Is this heavy Tx load (ie your watching movie from mac mini). or Rx load
(you are watching movie on mac mini).

2007-02-01 19:16:52

by Thomas Glanzmann

[permalink] [raw]
Subject: Re: sky2 hangs

Hello Sam,

> Is this heavy Tx load (ie your watching movie from mac mini). or Rx
> load (you are watching movie on mac mini).

it's inbound (Rx) traffic. Watching a Movie, git pull from linus, or scp
kernel tar tree from my laptop to my mac mini.

Thomas

2007-02-01 19:19:05

by Thomas Glanzmann

[permalink] [raw]
Subject: Re: sky2 hangs

Hello Stephen,

> It was intentional in 2.6 to allow interfaces to be hot-removed.
> Remember with Internet protocols there is no hard binding (normally)
> between address and device and connections should not go down if link
> fails.

of course. That makes sense. I just wondered when the change in mind
happened. And actually I like this behaviour.

> > With that everything works.
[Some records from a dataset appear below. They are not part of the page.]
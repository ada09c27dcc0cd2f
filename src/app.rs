//! Wiring of storage, configuration and services for one invocation.

use std::path::PathBuf;
use std::sync::Arc;

use crate::actor;
use crate::category::CategoryService;
use crate::config::Config;
use crate::context::OpContext;
use crate::error::Result;
use crate::model::User;
use crate::sharing::SharingService;
use crate::storage::Storage;
use crate::store::{Backend, FileStore};
use crate::tasks::TaskService;
use crate::users::UserService;

pub struct App {
    storage: Storage,
    config: Config,
    users: UserService,
    tasks: TaskService,
    categories: CategoryService,
    sharing: SharingService,
}

impl App {
    /// Open the data directory (explicit path or platform default) backed by the file store.
    pub fn open(data_dir: Option<PathBuf>) -> Result<Self> {
        let storage = Storage::resolve(data_dir)?;
        let config = Config::load_from_dir(storage.data_dir())?;
        let store =
            FileStore::new(storage.clone()).with_lock_timeout(config.store.lock_timeout_ms);
        tracing::debug!(data_dir = %storage.data_dir().display(), "opened data directory");
        Ok(Self::with_backend(storage, config, Arc::new(store)))
    }

    pub fn with_backend(storage: Storage, config: Config, store: Arc<dyn Backend>) -> Self {
        Self {
            users: UserService::new(store.clone()),
            tasks: TaskService::new(store.clone(), config.pagination),
            categories: CategoryService::new(store.clone(), config.pagination),
            sharing: SharingService::new(store),
            storage,
            config,
        }
    }

    /// A fresh context bounded by `[operations] timeout_ms`.
    pub fn context(&self) -> OpContext {
        OpContext::with_timeout(self.config.operations.timeout())
    }

    /// Resolve and look up the acting user.
    pub fn acting_user(&self, ctx: &OpContext, cli_user: Option<&str>) -> Result<User> {
        let reference = actor::resolve_actor(&self.storage, &self.config, cli_user)?;
        self.users.lookup(ctx, &reference)
    }

    pub fn storage(&self) -> &Storage {
        &self.storage
    }

    pub fn config(&self) -> &Config {
        &self.config
    }

    pub fn users(&self) -> &UserService {
        &self.users
    }

    pub fn tasks(&self) -> &TaskService {
        &self.tasks
    }

    pub fn categories(&self) -> &CategoryService {
        &self.categories
    }

    pub fn sharing(&self) -> &SharingService {
        &self.sharing
    }
}
//! todoshare board: the grouped category view.

use crate::app::App;
use crate::cli::GlobalOptions;
use crate::error::Result;
use crate::output::{emit_success, HumanOutput};

pub fn run(global: GlobalOptions) -> Result<()> {
    let app = App::open(global.data_dir.clone())?;
    let ctx = app.context();
    let me = app.acting_user(&ctx, global.user.as_deref())?;
    let view = app.tasks().grouped_view(&ctx, me.id)?;

    let mut human = HumanOutput::new(format!("Board for {}", me.email));
    human.push_summary("Categories", view.categories.len().to_string());
    for group in &view.categories {
        human.push_detail(format!(
            "#{} {} ({}, owner {})",
            group.id, group.name, group.user_permission, group.owner_name
        ));
        if group.tasks.is_empty() {
            human.push_detail("    (no todos)");
        }
        for task in &group.tasks {
            let mark = if task.completed { "x" } else { " " };
            human.push_detail(format!(
                "    [{mark}] #{} {} (by {})",
                task.id, task.title, task.creator_name
            ));
        }
    }
    if view.categories.is_empty() {
        human.push_next_step("todoshare task new <title> --category <name>");
    }

    emit_success(global.output(), "board", &view, Some(&human))
}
If somone is interested in my userland
> > watchdog, just send me an E-Mail.

> Hopefully, it won't be necessary for long.

So do I.

Thomas

2007-02-01 23:01:15

by Stephen Hemminger

[permalink] [raw]
Subject: Re: sky2 hangs

I can reproduce the problem now (on mac mini). Interestingly it seems to whack
the whole ethernet switch when it happens.
>
> - a previously suggested fix - passing idle=poll to the kernel - did not
> work for me at the end

It is not an MSI or IRQ problem. It is a phy problem (see below).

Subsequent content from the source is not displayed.